Abstract Homogeneous and heterogeneous reactions play a decisive role in biological procedures such as burning, polymer creation, ceramic construction, distillation, and catalysis. The magnetic properties of hemoglobin molecules are organic. Magnetic resonance imaging (MRI) and electronic components with an electromagnetic field are now readily available, allowing for the explanation of fundamental biological processes. These ideas form the foundation of an ongoing study that attempts to look into the impact of both homogeneous and heterogeneous reactivity on the peristaltic transport of magnetohydrodynamics Oldroyd-B fluid. When convective and partial sliding conditions are present, the configuration changes to a non-uniform vertical channel. The fundamental partial differential equations are resolved utilizing the Homotopy Analysis Method. Entropy optimization has been carried out.

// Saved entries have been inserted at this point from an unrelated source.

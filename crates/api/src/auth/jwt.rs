//! JWT access-token generation and validation.
//!
//! Access tokens are HS256-signed JWTs containing a [`Claims`] payload. The
//! subject is the user's normalized email, which is the identity every
//! ownership check compares against.

use jsonwebtoken::{decode, encode, DecodingKey, EncodingKey, Header, Validation};
use serde::{Deserialize, Serialize};
use uuid::Uuid;

/// JWT claims embedded in every access token.
#[derive(Debug, Serialize, Deserialize, Clone)]
pub struct Claims {
    /// Subject -- the user's normalized email.
    pub sub: String,
    /// The user's role name (`"user"` or `"admin"`).
    pub role: String,
    /// Expiration time (UTC Unix timestamp).
    pub exp: i64,
    /// Issued-at time (UTC Unix timestamp).
    pub iat: i64,
    /// Unique token identifier (UUID v4) for audit.
    pub jti: String,
}

/// Configuration for JWT token generation and validation.
#[derive(Debug, Clone)]
pub struct JwtConfig {
    /// HMAC-SHA256 secret used to sign and verify tokens.
    pub secret: String,
    /// Access token lifetime in minutes (default: 60).
    pub access_token_expiry_mins: i64,
}

/// Default access token expiry in minutes.
const DEFAULT_ACCESS_EXPIRY_MINS: i64 = 60;

impl JwtConfig {
    /// Load JWT configuration from environment variables.
    ///
    /// | Env Var                    | Required | Default |
    /// |----------------------------|----------|---------|
    /// | `JWT_SECRET`               | **yes**  | --      |
    /// | `JWT_ACCESS_EXPIRY_MINS`   | no       | `60`    |
    ///
    /// # Panics
    ///
    /// Panics if `JWT_SECRET` is not set or is empty.
    pub fn from_env() -> Self {
        let secret =
            std::env::var("JWT_SECRET").expect("JWT_SECRET must be set in the environment");
        assert!(!secret.is_empty(), "JWT_SECRET must not be empty");

        let access_token_expiry_mins: i64 = std::env::var("JWT_ACCESS_EXPIRY_MINS")
            .unwrap_or_else(|_| DEFAULT_ACCESS_EXPIRY_MINS.to_string())
            .parse()
            .expect("JWT_ACCESS_EXPIRY_MINS must be a valid i64");

        Self {
            secret,
            access_token_expiry_mins,
        }
    }
}

/// Generate an HS256 access token for the given email and role.
pub fn generate_access_token(
    email: &str,
    role: &str,
    config: &JwtConfig,
) -> Result<String, jsonwebtoken::errors::Error> {
    let now = chrono::Utc::now().timestamp();
    let exp = now + config.access_token_expiry_mins * 60;

    let claims = Claims {
        sub: email.to_string(),
        role: role.to_string(),
        exp,
        iat: now,
        jti: Uuid::new_v4().to_string(),
    };

    encode(
        &Header::default(), // HS256
        &claims,
        &EncodingKey::from_secret(config.secret.as_bytes()),
    )
}

/// Validate and decode an access token, returning the embedded [`Claims`].
///
/// Validates the signature and expiration.
pub fn validate_token(
    token: &str,
    config: &JwtConfig,
) -> Result<Claims, jsonwebtoken::errors::Error> {
    let token_data = decode::<Claims>(
        token,
        &DecodingKey::from_secret(config.secret.as_bytes()),
        &Validation::default(), // HS256, validates exp
    )?;
    Ok(token_data.claims)
}

#[cfg(test)]
mod tests {
    use super::*;

    fn test_config() -> JwtConfig {
        JwtConfig {
            secret: "test-secret-that-is-long-enough-for-hmac".to_string(),
            access_token_expiry_mins: 15,
        }
    }

    #[test]
    fn test_generate_and_validate_access_token() {
        let config = test_config();
        let token = generate_access_token("owner@example.com", "admin", &config)
            .expect("token generation should succeed");

        let claims = validate_token(&token, &config).expect("token validation should succeed");
        assert_eq!(claims.sub, "owner@example.com");
        assert_eq!(claims.role, "admin");
        assert!(claims.exp > claims.iat);
        assert!(!claims.jti.is_empty());
    }

    #[test]
    fn test_expired_token_fails() {
        let config = test_config();

        // Well beyond the default 60-second leeway.
        let now = chrono::Utc::now().timestamp();
        let claims = Claims {
            sub: "a@example.com".to_string(),
            role: "user".to_string(),
            exp: now - 300,
            iat: now - 600,
            jti: Uuid::new_v4().to_string(),
        };

        let token = encode(
            &Header::default(),
            &claims,
            &EncodingKey::from_secret(config.secret.as_bytes()),
        )
        .expect("encoding should succeed");

        assert!(validate_token(&token, &config).is_err());
    }

    #[test]
    fn test_different_secrets_fail() {
        let config_a = JwtConfig {
            secret: "secret-alpha".to_string(),
            access_token_expiry_mins: 15,
        };
        let config_b = JwtConfig {
            secret: "secret-bravo".to_string(),
            access_token_expiry_mins: 15,
        };

        let token = generate_access_token("a@example.com", "user", &config_a)
            .expect("token generation should succeed");

        assert!(
            validate_token(&token, &config_b).is_err(),
            "token signed with a different secret must fail"
        );
    }
}
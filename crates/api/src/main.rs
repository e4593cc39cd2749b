use std::net::SocketAddr;
use std::sync::Arc;
use std::time::Duration;

use petcare_api::background::availability_reconciler;
use petcare_api::config::ServerConfig;
use petcare_api::payments::stripe::StripeProvider;
use petcare_api::router::build_app_router;
use petcare_api::state::AppState;
use petcare_core::adoption::AdoptionCoordinator;
use petcare_db::PgAdoptionStore;
use tokio_util::sync::CancellationToken;
use tracing_subscriber::{layer::SubscriberExt, util::SubscriberInitExt};

#[tokio::main]
async fn main() {
    dotenvy::dotenv().ok();

    // --- Tracing ---
    tracing_subscriber::registry()
        .with(
            tracing_subscriber::EnvFilter::try_from_default_env()
                .unwrap_or_else(|_| "petcare_api=debug,petcare_core=debug,tower_http=debug".into()),
        )
        .with(tracing_subscriber::fmt::layer())
        .init();

    // --- Configuration ---
    let config = ServerConfig::from_env();
    tracing::info!(
        host = %config.host,
        port = %config.port,
        hold_policy = %config.hold_policy,
        store_timeout_ms = config.store_timeout_ms,
        "Loaded server configuration"
    );

    // --- Database ---
    let database_url = std::env::var("DATABASE_URL").expect("DATABASE_URL must be set");

    let pool = petcare_db::create_pool(&database_url)
        .await
        .expect("Failed to connect to database");
    tracing::info!("Database connection pool created");

    petcare_db::health_check(&pool)
        .await
        .expect("Database health check failed");
    tracing::info!("Database health check passed");

    petcare_db::run_migrations(&pool)
        .await
        .expect("Failed to run database migrations");
    tracing::info!("Database migrations applied");

    // --- Adoption coordinator ---
    let adoptions = Arc::new(AdoptionCoordinator::new(
        Arc::new(PgAdoptionStore::new(pool.clone())),
        config.hold_policy,
        config.store_timeout(),
    ));

    // --- Background jobs ---
    let cancel = CancellationToken::new();
    let reconciler_handle = if config.reconcile_interval_secs > 0 {
        Some(tokio::spawn(availability_reconciler::run(
            Arc::clone(&adoptions),
            Duration::from_secs(config.reconcile_interval_secs),
            cancel.clone(),
        )))
    } else {
        tracing::info!("Availability reconciler disabled");
        None
    };

    // --- App state ---
    let state = AppState {
        pool,
        config: Arc::new(config.clone()),
        adoptions,
        payments: Arc::new(StripeProvider::new(&config.payment)),
    };

    let app = build_app_router(state, &config);

    // --- Start server ---
    let addr = SocketAddr::new(
        config.host.parse().expect("Invalid HOST address"),
        config.port,
    );
    tracing::info!(%addr, "Starting server");

    let listener = tokio::net::TcpListener::bind(addr)
        .await
        .expect("Failed to bind to address");

    axum::serve(listener, app)
        .with_graceful_shutdown(shutdown_signal())
        .await
        .expect("Server error");

    // --- Post-shutdown cleanup ---
    tracing::info!("Server stopped accepting connections, cleaning up");

    cancel.cancel();
    if let Some(handle) = reconciler_handle {
        let grace = Duration::from_secs(config.shutdown_timeout_secs);
        if tokio::time::timeout(grace, handle).await.is_err() {
            tracing::warn!("Availability reconciler did not stop in time");
        }
    }

    tracing::info!("Graceful shutdown complete");
}

/// Wait for a termination signal to initiate graceful shutdown.
///
/// Handles both SIGINT (Ctrl-C) and SIGTERM (on Unix).
async fn shutdown_signal() {
    let ctrl_c = async {
        tokio::signal::ctrl_c()
            .await
            .expect("Failed to install Ctrl-C handler");
    };

    #[cfg(unix)]
    let terminate = async {
        tokio::signal::unix::signal(tokio::signal::unix::SignalKind::terminate())
            .expect("Failed to install SIGTERM handler")
            .recv()
            .await;
    };

    #[cfg(not(unix))]
    let terminate = std::future::pending::<()>();

    tokio::select! {
        () = ctrl_c => {
            tracing::info!("Received SIGINT (Ctrl-C), starting graceful shutdown");
        }
        () = terminate => {
            tracing::info!("Received SIGTERM, starting graceful shutdown");
        }
    }
}
//! Payment provider integration.
//!
//! - [`stripe`] -- the production [`PaymentProvider`] backed by Stripe's
//!   payment intents API.
//!
//! [`PaymentProvider`]: petcare_core::payments::PaymentProvider

pub mod stripe;

/// Default provider API base URL.
const DEFAULT_API_BASE: &str = "https://api.stripe.com";

/// Default settlement currency (ISO 4217, lowercase as the provider expects).
const DEFAULT_CURRENCY: &str = "usd";

/// Payment provider configuration.
#[derive(Debug, Clone)]
pub struct PaymentConfig {
    /// Secret API key. Empty disables intent creation.
    pub secret_key: String,
    /// Provider API base URL, overridable for a local mock.
    pub api_base: String,
    /// Currency for every intent.
    pub currency: String,
}

impl PaymentConfig {
    /// Load payment configuration from environment variables.
    ///
    /// | Env Var             | Default                  |
    /// |---------------------|--------------------------|
    /// | `STRIPE_SECRET_KEY` | empty (payments disabled)|
    /// | `STRIPE_API_BASE`   | `https://api.stripe.com` |
    /// | `PAYMENT_CURRENCY`  | `usd`                    |
    pub fn from_env() -> Self {
        let secret_key = std::env::var("STRIPE_SECRET_KEY").unwrap_or_default();
        if secret_key.is_empty() {
            tracing::warn!("STRIPE_SECRET_KEY not set, payment intents will fail");
        }

        let api_base = std::env::var("STRIPE_API_BASE")
            .unwrap_or_else(|_| DEFAULT_API_BASE.into())
            .trim_end_matches('/')
            .to_string();

        let currency = std::env::var("PAYMENT_CURRENCY")
            .unwrap_or_else(|_| DEFAULT_CURRENCY.into())
            .trim()
            .to_lowercase();

        Self {
            secret_key,
            api_base,
            currency,
        }
    }
}
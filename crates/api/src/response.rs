//! Shared response envelope types for API handlers.
//!
//! Most responses use a `{ "data": ... }` envelope. Write endpoints that the
//! web client checks for an outcome use [`MessageResponse`], which adds a
//! `message` field next to the data.

use serde::Serialize;

/// Standard `{ "data": T }` response envelope.
///
/// # Example
///
/// ```ignore
/// Ok(Json(DataResponse { data: items }))
/// ```
#[derive(Debug, Serialize)]
pub struct DataResponse<T: Serialize> {
    pub data: T,
}

/// `{ "message": ..., "data": T }` response envelope.
#[derive(Debug, Serialize)]
pub struct MessageResponse<T: Serialize> {
    pub message: &'static str,
    pub data: T,
}

impl<T: Serialize> MessageResponse<T> {
    pub fn success(data: T) -> Self {
        Self {
            message: "success",
            data,
        }
    }
}
//! In-process [`AdoptionStore`].
//!
//! Mirrors the PostgreSQL store's write semantics (uniqueness on
//! `(pet_name, requester_email)`, all-or-nothing submissions, conditional
//! flag and status updates) so the coordinator can be exercised without a
//! database. Also supports injected latency and outages.

use std::sync::{Mutex, MutexGuard};
use std::time::Duration;

use async_trait::async_trait;
use chrono::Utc;

use super::model::{AcceptOutcome, AdoptionRecord, NewAdoptionRecord, PetFilter, PetRecord};
use super::store::{AdoptionStore, StoreError};
use super::{STATUS_ACCEPTED, STATUS_PENDING};
use crate::types::DbId;

#[derive(Default)]
struct MemoryState {
    pets: Vec<PetRecord>,
    requests: Vec<AdoptionRecord>,
    next_pet_id: DbId,
    next_request_id: DbId,
    offline: bool,
    latency: Option<Duration>,
}

#[derive(Default)]
pub struct MemoryAdoptionStore {
    state: Mutex<MemoryState>,
}

impl MemoryAdoptionStore {
    pub fn new() -> Self {
        Self::default()
    }

    /// Add a pet to the registry. An `id` of `0` is replaced by the next id.
    pub fn insert_pet(&self, mut pet: PetRecord) -> PetRecord {
        let mut state = self.state.lock().unwrap_or_else(|e| e.into_inner());
        if pet.id == 0 {
            state.next_pet_id += 1;
            pet.id = state.next_pet_id;
        } else {
            state.next_pet_id = state.next_pet_id.max(pet.id);
        }
        state.pets.push(pet.clone());
        pet
    }

    /// Write a ledger row directly, bypassing the coordinator.
    pub fn insert_request_unchecked(&self, new: &NewAdoptionRecord, status: &str) -> AdoptionRecord {
        let mut state = self.state.lock().unwrap_or_else(|e| e.into_inner());
        push_request(&mut state, new, status)
    }

    pub fn pet(&self, id: DbId) -> Option<PetRecord> {
        let state = self.state.lock().unwrap_or_else(|e| e.into_inner());
        state.pets.iter().find(|p| p.id == id).cloned()
    }

    pub fn requests(&self) -> Vec<AdoptionRecord> {
        let state = self.state.lock().unwrap_or_else(|e| e.into_inner());
        state.requests.clone()
    }

    /// Make every subsequent call fail with [`StoreError::Unavailable`].
    pub fn set_offline(&self, offline: bool) {
        let mut state = self.state.lock().unwrap_or_else(|e| e.into_inner());
        state.offline = offline;
    }

    /// Delay every subsequent call by `latency`.
    pub fn set_latency(&self, latency: Option<Duration>) {
        let mut state = self.state.lock().unwrap_or_else(|e| e.into_inner());
        state.latency = latency;
    }

    /// Apply injected latency, then lock the state unless offline.
    async fn enter(&self) -> Result<MutexGuard<'_, MemoryState>, StoreError> {
        let latency = {
            let state = self.lock()?;
            state.latency
        };
        if let Some(latency) = latency {
            tokio::time::sleep(latency).await;
        }
        let state = self.lock()?;
        if state.offline {
            return Err(StoreError::Unavailable("memory store is offline".into()));
        }
        Ok(state)
    }

    fn lock(&self) -> Result<MutexGuard<'_, MemoryState>, StoreError> {
        self.state
            .lock()
            .map_err(|_| StoreError::Unavailable("memory store lock poisoned".into()))
    }
}

fn push_request(state: &mut MemoryState, new: &NewAdoptionRecord, status: &str) -> AdoptionRecord {
    state.next_request_id += 1;
    let now = Utc::now();
    let record = AdoptionRecord {
        id: state.next_request_id,
        pet_id: new.pet_id,
        pet_name: new.pet_name.clone(),
        pet_category: new.pet_category.clone(),
        pet_image: new.pet_image.clone(),
        requester_name: new.requester_name.clone(),
        requester_email: new.requester_email.clone(),
        requester_phone: new.requester_phone.clone(),
        requester_address: new.requester_address.clone(),
        owner_name: new.owner_name.clone(),
        owner_email: new.owner_email.clone(),
        requested_on: new.requested_on.clone(),
        status: status.to_string(),
        created_at: now,
        updated_at: now,
    };
    state.requests.push(record.clone());
    record
}

#[async_trait]
impl AdoptionStore for MemoryAdoptionStore {
    async fn find_pet(
        &self,
        name: &str,
        category: &str,
        owner_email: &str,
    ) -> Result<Option<PetRecord>, StoreError> {
        let state = self.enter().await?;
        Ok(state
            .pets
            .iter()
            .filter(|p| p.name == name && p.category == category && p.owner_email == owner_email)
            .min_by_key(|p| (p.adopted, -p.id))
            .cloned())
    }

    async fn find_pet_by_id(&self, id: DbId) -> Result<Option<PetRecord>, StoreError> {
        let state = self.enter().await?;
        Ok(state.pets.iter().find(|p| p.id == id).cloned())
    }

    async fn find_request(
        &self,
        pet_name: &str,
        requester_email: &str,
    ) -> Result<Option<AdoptionRecord>, StoreError> {
        let state = self.enter().await?;
        Ok(state
            .requests
            .iter()
            .find(|r| r.pet_name == pet_name && r.requester_email == requester_email)
            .cloned())
    }

    async fn find_request_by_id(&self, id: DbId) -> Result<Option<AdoptionRecord>, StoreError> {
        let state = self.enter().await?;
        Ok(state.requests.iter().find(|r| r.id == id).cloned())
    }

    async fn record_submission(
        &self,
        new: &NewAdoptionRecord,
        hold_pet: bool,
    ) -> Result<AdoptionRecord, StoreError> {
        let mut state = self.enter().await?;

        let duplicate = state
            .requests
            .iter()
            .any(|r| r.pet_name == new.pet_name && r.requester_email == new.requester_email);
        if duplicate {
            return Err(StoreError::Duplicate);
        }

        if hold_pet {
            let pet = state
                .pets
                .iter_mut()
                .find(|p| p.id == new.pet_id && !p.adopted)
                .ok_or(StoreError::PetUnavailable { pet_id: new.pet_id })?;
            pet.adopted = true;
        }

        Ok(push_request(&mut state, new, STATUS_PENDING))
    }

    async fn record_acceptance(
        &self,
        request_id: DbId,
        pet_id: DbId,
    ) -> Result<Option<AcceptOutcome>, StoreError> {
        let mut state = self.enter().await?;

        let Some(index) = state.requests.iter().position(|r| r.id == request_id) else {
            return Ok(None);
        };

        let taken = state
            .requests
            .iter()
            .any(|r| r.pet_id == pet_id && r.id != request_id && r.status == STATUS_ACCEPTED);
        if taken {
            return Err(StoreError::PetUnavailable { pet_id });
        }

        let pet_updated = match state.pets.iter_mut().find(|p| p.id == pet_id && !p.adopted) {
            Some(pet) => {
                pet.adopted = true;
                true
            }
            None => false,
        };

        let request = &mut state.requests[index];
        let request_updated = request.status != STATUS_ACCEPTED;
        if request_updated {
            request.status = STATUS_ACCEPTED.to_string();
            request.updated_at = Utc::now();
        }

        Ok(Some(AcceptOutcome {
            pet_updated,
            request_updated,
            request: request.clone(),
        }))
    }

    async fn list_available_pets(&self, filter: &PetFilter) -> Result<Vec<PetRecord>, StoreError> {
        let state = self.enter().await?;
        let mut pets: Vec<PetRecord> = state
            .pets
            .iter()
            .filter(|p| filter.matches(p))
            .cloned()
            .collect();
        pets.sort_by(|a, b| {
            b.adoption_date
                .cmp(&a.adoption_date)
                .then_with(|| b.id.cmp(&a.id))
        });
        Ok(pets
            .into_iter()
            .skip(filter.offset as usize)
            .take(filter.limit as usize)
            .collect())
    }

    async fn list_requests_for_owner(
        &self,
        owner_email: &str,
    ) -> Result<Vec<AdoptionRecord>, StoreError> {
        let state = self.enter().await?;
        let mut requests: Vec<AdoptionRecord> = state
            .requests
            .iter()
            .filter(|r| r.owner_email == owner_email)
            .cloned()
            .collect();
        requests.sort_by(|a, b| b.created_at.cmp(&a.created_at).then_with(|| b.id.cmp(&a.id)));
        Ok(requests)
    }

    async fn reconcile_availability(&self, accepted_only: bool) -> Result<u64, StoreError> {
        let mut state = self.enter().await?;
        let MemoryState { pets, requests, .. } = &mut *state;

        let mut fixed = 0;
        for pet in pets.iter_mut().filter(|p| !p.adopted) {
            let held = requests.iter().any(|r| {
                r.pet_id == pet.id && (!accepted_only || r.status == STATUS_ACCEPTED)
            });
            if held {
                pet.adopted = true;
                fixed += 1;
            }
        }
        Ok(fixed)
    }
}
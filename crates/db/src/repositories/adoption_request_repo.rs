//! Repository for the `adoption_requests` table (the ledger).

use petcare_core::adoption::{NewAdoptionRecord, STATUS_ACCEPTED, STATUS_PENDING};
use petcare_core::types::DbId;
use sqlx::{PgConnection, PgPool};

use crate::models::adoption_request::AdoptionRequest;

/// Column list shared across queries to avoid repetition.
const COLUMNS: &str = "id, pet_id, pet_name, pet_category, pet_image, requester_name, \
    requester_email, requester_phone, requester_address, owner_name, owner_email, \
    requested_on, status, created_at, updated_at";

/// Unique constraint guarding one request per (pet name, requester).
pub const UQ_PET_REQUESTER: &str = "uq_adoption_requests_pet_requester";

/// Provides ledger reads and the writes used by the adoption store.
pub struct AdoptionRequestRepo;

impl AdoptionRequestRepo {
    /// Insert a pending request.
    pub async fn insert_pending(
        conn: &mut PgConnection,
        new: &NewAdoptionRecord,
    ) -> Result<AdoptionRequest, sqlx::Error> {
        let query = format!(
            "INSERT INTO adoption_requests \
                (pet_id, pet_name, pet_category, pet_image, requester_name, requester_email, \
                 requester_phone, requester_address, owner_name, owner_email, requested_on, \
                 status) \
             VALUES ($1, $2, $3, $4, $5, $6, $7, $8, $9, $10, $11, $12) \
             RETURNING {COLUMNS}"
        );
        sqlx::query_as::<_, AdoptionRequest>(&query)
            .bind(new.pet_id)
            .bind(&new.pet_name)
            .bind(&new.pet_category)
            .bind(&new.pet_image)
            .bind(&new.requester_name)
            .bind(&new.requester_email)
            .bind(&new.requester_phone)
            .bind(&new.requester_address)
            .bind(&new.owner_name)
            .bind(&new.owner_email)
            .bind(&new.requested_on)
            .bind(STATUS_PENDING)
            .fetch_one(conn)
            .await
    }

    /// Find a request by its internal ID.
    pub async fn find_by_id(
        pool: &PgPool,
        id: DbId,
    ) -> Result<Option<AdoptionRequest>, sqlx::Error> {
        let query = format!("SELECT {COLUMNS} FROM adoption_requests WHERE id = $1");
        sqlx::query_as::<_, AdoptionRequest>(&query)
            .bind(id)
            .fetch_optional(pool)
            .await
    }

    /// Find the request a requester made for a pet name, if any.
    pub async fn find_by_pet_and_requester(
        pool: &PgPool,
        pet_name: &str,
        requester_email: &str,
    ) -> Result<Option<AdoptionRequest>, sqlx::Error> {
        let query = format!(
            "SELECT {COLUMNS} FROM adoption_requests \
             WHERE pet_name = $1 AND requester_email = $2"
        );
        sqlx::query_as::<_, AdoptionRequest>(&query)
            .bind(pet_name)
            .bind(requester_email)
            .fetch_optional(pool)
            .await
    }

    /// List requests targeting an owner's pets, newest first.
    pub async fn list_for_owner(
        pool: &PgPool,
        owner_email: &str,
    ) -> Result<Vec<AdoptionRequest>, sqlx::Error> {
        let query = format!(
            "SELECT {COLUMNS} FROM adoption_requests \
             WHERE owner_email = $1 \
             ORDER BY created_at DESC, id DESC"
        );
        sqlx::query_as::<_, AdoptionRequest>(&query)
            .bind(owner_email)
            .fetch_all(pool)
            .await
    }

    /// Move a request to `accepted`. Returns whether the status changed.
    pub async fn mark_accepted(conn: &mut PgConnection, id: DbId) -> Result<bool, sqlx::Error> {
        let result = sqlx::query(
            "UPDATE adoption_requests SET status = $2 WHERE id = $1 AND status <> $2",
        )
        .bind(id)
        .bind(STATUS_ACCEPTED)
        .execute(conn)
        .await?;
        Ok(result.rows_affected() > 0)
    }

    /// Whether a request other than `request_id` was already accepted for
    /// the pet.
    pub async fn accepted_other_exists(
        conn: &mut PgConnection,
        pet_id: DbId,
        request_id: DbId,
    ) -> Result<bool, sqlx::Error> {
        sqlx::query_scalar::<_, bool>(
            "SELECT EXISTS ( \
                 SELECT 1 FROM adoption_requests \
                 WHERE pet_id = $1 AND id <> $2 AND status = $3 \
             )",
        )
        .bind(pet_id)
        .bind(request_id)
        .bind(STATUS_ACCEPTED)
        .fetch_one(conn)
        .await
    }

    /// Re-read a request inside a transaction.
    pub async fn find_by_id_in(
        conn: &mut PgConnection,
        id: DbId,
    ) -> Result<Option<AdoptionRequest>, sqlx::Error> {
        let query = format!("SELECT {COLUMNS} FROM adoption_requests WHERE id = $1");
        sqlx::query_as::<_, AdoptionRequest>(&query)
            .bind(id)
            .fetch_optional(conn)
            .await
    }
}
pub mod adoptions;
pub mod campaigns;
pub mod donations;
pub mod health;
pub mod pets;
pub mod users;

use axum::routing::post;
use axum::Router;

use crate::handlers;
use crate::state::AppState;

/// Build the API route tree, mounted at the root.
///
/// Route hierarchy:
///
/// ```text
/// /jwt                                  issue access token (public)
/// /users                                register (public), list (admin)
/// /users/admin/{email}                  admin check (self)
/// /users/admin/{id}                     promote (admin, PATCH)
///
/// /pets                                 browse (public), create
/// /pet?id=                              single pet (public)
/// /my-pets                              caller's pets
/// /pets/{id}                            update, delete (owner)
/// /pets/{id}/adopted                    set availability (owner)
///
/// /adoptions                            submit, accept (PATCH)
/// /adoptions/{email}                    requests for owner (self)
/// /adoptions/reconcile                  re-derive availability (admin)
///
/// /campaigns                            list active (public), create
/// /campaigns/{id}                       get (public), update (owner)
/// /campaigns/{id}/pause                 pause / resume (owner)
/// /campaigns/{id}/donations             donations received (owner)
/// /my-campaigns                         caller's campaigns
///
/// /create-payment-intent                payment intent for a price
/// /donations                            record donation
/// /donations/{id}                       refund (donor)
/// /my-donations                         caller's donations
/// ```
pub fn api_routes() -> Router<AppState> {
    Router::new()
        .merge(users::router())
        .merge(pets::router())
        .merge(adoptions::router())
        .merge(campaigns::router())
        .merge(donations::router())
        .route(
            "/create-payment-intent",
            post(handlers::payments::create_intent),
        )
}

The primary limits entering the problem are investigated, and then a graph is used to show the influences of temperature, velocity, skin fraction, Nusselt number, and pressure increase against mean circulation, trapping phenomena, homogeneous reactions, and heterogeneous way to respond. When magnetic parameter rises, the velocity of Oldroyd-B fluid and Bejan number decrease, while temperature, entropy generation, and pressure gradient increase. The tables show that the skin friction coefficient rises for accumulative values of the Grashof number and magnetic parameter, while the skin friction coefficient drops for rising values of the velocity slip parameter and Reynolds number. The Nusselt number increases for large values of Eckert, Grashof numbers, and magnetic parameters.